Going to Court to force an ISP to disclose the identity raises many issues including First Amendment issues. For example,
On June 13, 2007, the New Jersey Township of Manalapan filed a malpractice suit against its former attorney Stuart Moskovitz, alleging misconduct regarding the Township’s purchase of polluted land in 2005. The decision to file suit was met by a lively debate in the regional press and among localbloggers. One blogger who was particularly critical of the Township, of this and other decisions, was Blogspot blogger “datruthsquad”
(http://www.eff.org/cases/manalapan-v-moskovitz).
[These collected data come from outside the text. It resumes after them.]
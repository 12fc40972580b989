use std::collections::BTreeSet;

/// Represents a parsed propositional sentence as an expression tree.
///
/// `Expr` covers every form a sentence can take: the literals `TRUE` and
/// `FALSE`, single-letter variables, negation, and the four binary
/// connectives. Each parent exclusively owns its children, so the tree is
/// acyclic and has no shared sub-nodes; two textually identical
/// sub-sentences are distinct nodes.
///
/// Trees are built by the parser, read during evaluation, and dropped once
/// the truth table for one sentence has been produced.
#[derive(Debug, Clone, PartialEq, Eq)]
pub enum Expr {
    /// A literal truth value: `TRUE` or `FALSE`.
    Literal(bool),
    /// A propositional variable, a single uppercase letter such as `P`.
    Variable(char),
    /// A negated sentence: `NOT <operand>`.
    Not(Box<Expr>),
    /// A binary connective applied to two sentences.
    Binary {
        /// The connective joining the operands.
        op:    Connective,
        /// The left operand.
        left:  Box<Expr>,
        /// The right operand.
        right: Box<Expr>,
    },
}

/// The binary connectives of propositional logic.
#[derive(Debug, Clone, Copy, PartialEq, Eq)]
pub enum Connective {
    /// Logical conjunction.
    And,
    /// Logical disjunction.
    Or,
    /// Material implication.
    Implies,
    /// Biconditional.
    Equivalent,
}

impl Expr {
    /// Collects the distinct variable names appearing anywhere in the tree.
    ///
    /// The result is a `BTreeSet`, so iterating it yields the names in
    /// alphabetical order. This fixes both the enumeration bit-order and the
    /// variable column order of a truth table.
    ///
    /// # Examples
    /// ```
    /// use veritab::interpreter::{lexer::scan, parser::core::parse};
    ///
    /// let tokens = scan("Q AND (P OR Q)").unwrap();
    /// let root = parse(&tokens).unwrap();
    /// let names: Vec<char> = root.variables().into_iter().collect();
    /// assert_eq!(names, vec!['P', 'Q']);
    /// ```
    #[must_use]
    pub fn variables(&self) -> BTreeSet<char> {
        let mut names = BTreeSet::new();
        self.collect_variables(&mut names);
        names
    }

    fn collect_variables(&self, names: &mut BTreeSet<char>) {
        match self {
            Self::Literal(_) => {},
            Self::Variable(name) => {
                names.insert(*name);
            },
            Self::Not(operand) => operand.collect_variables(names),
            Self::Binary { left, right, .. } => {
                left.collect_variables(names);
                right.collect_variables(names);
            },
        }
    }

    const fn is_binary(&self) -> bool {
        matches!(self, Self::Binary { .. })
    }
}

/// Renders the canonical textual form of a sentence.
///
/// This rendering is the key under which sub-expression values are recorded
/// and the header text of truth-table columns. An operand is parenthesized
/// only where leaving the parentheses out would read ambiguously: the
/// operand of `NOT` when it is a binary node, the left operand of a binary
/// node when it is itself binary, and the right operand when it is binary or
/// a `NOT`. Leaves are never parenthesized.
///
/// The rendering is a display key, not an inverse of the tree: two distinct
/// trees with the same textual shape render identically on purpose, since
/// the table is keyed by textual sub-expression.
impl std::fmt::Display for Expr {
    fn fmt(&self, f: &mut std::fmt::Formatter<'_>) -> std::fmt::Result {
        match self {
            Self::Literal(true) => write!(f, "TRUE"),
            Self::Literal(false) => write!(f, "FALSE"),
            Self::Variable(name) => write!(f, "{name}"),
            Self::Not(operand) => {
                if operand.is_binary() {
                    write!(f, "NOT ({operand})")
                } else {
                    write!(f, "NOT {operand}")
                }
            },
            Self::Binary { op, left, right } => {
                if left.is_binary() {
                    write!(f, "({left}) {op}")?;
                } else {
                    write!(f, "{left} {op}")?;
                }
                if right.is_binary() || matches!(**right, Self::Not(_)) {
                    write!(f, " ({right})")
                } else {
                    write!(f, " {right}")
                }
            },
        }
    }
}

impl std::fmt::Display for Connective {
    fn fmt(&self, f: &mut std::fmt::Formatter<'_>) -> std::fmt::Result {
        let name = match self {
            Self::And => "AND",
            Self::Or => "OR",
            Self::Implies => "IMPLIES",
            Self::Equivalent => "EQUIVALENT",
        };
        write!(f, "{name}")
    }
}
Long story short the Township lost, a copy of EFF’s motion squash is available here motiontoquashmpa-signed; and the Court order squashing the subpoena is available here order-122107. However, there may exist an alternative method for “unmasking” anonymous bloggers, cyber-stalkers, etc. using public information. Everyone has a unique writeprint (basically a written fingerprint that can be used to identify him or her). This technique s has traditionally been used to identify the true author of a text (e.g. a book) where authorship is disputed or unknown. Forensics linguistics has been used to provide evidence in trademark disputes cases, identifying the author of anonymous texts (such as threat or harassment letters), and identifying cases of plagiarism. The identification process relies on the analysis of an individual’s particular patterns of language use (vocabulary, collocations, pronunciation, spelling, grammar, etc.). The term “idiolect” is defined as the speech patterns of a specific person (a dialect, unique in pronunciation, grammar, and vocabulary to a single person). Stylistic features can be used to create a fingerprint of an individual’s writing style (a linguistic fingerprint is called a “writeprint”). A writeprint is composed of features that represent an author’s writing style, which are consistent across all of an individual’s writings. For a gentle introduction, see Digital fingerprints: tiny behavioral differences can reveal your identity, by Julie Rehmeyer in the January 13, 2007 issue of Science News (Westlaw cite 2007 WLNR [...]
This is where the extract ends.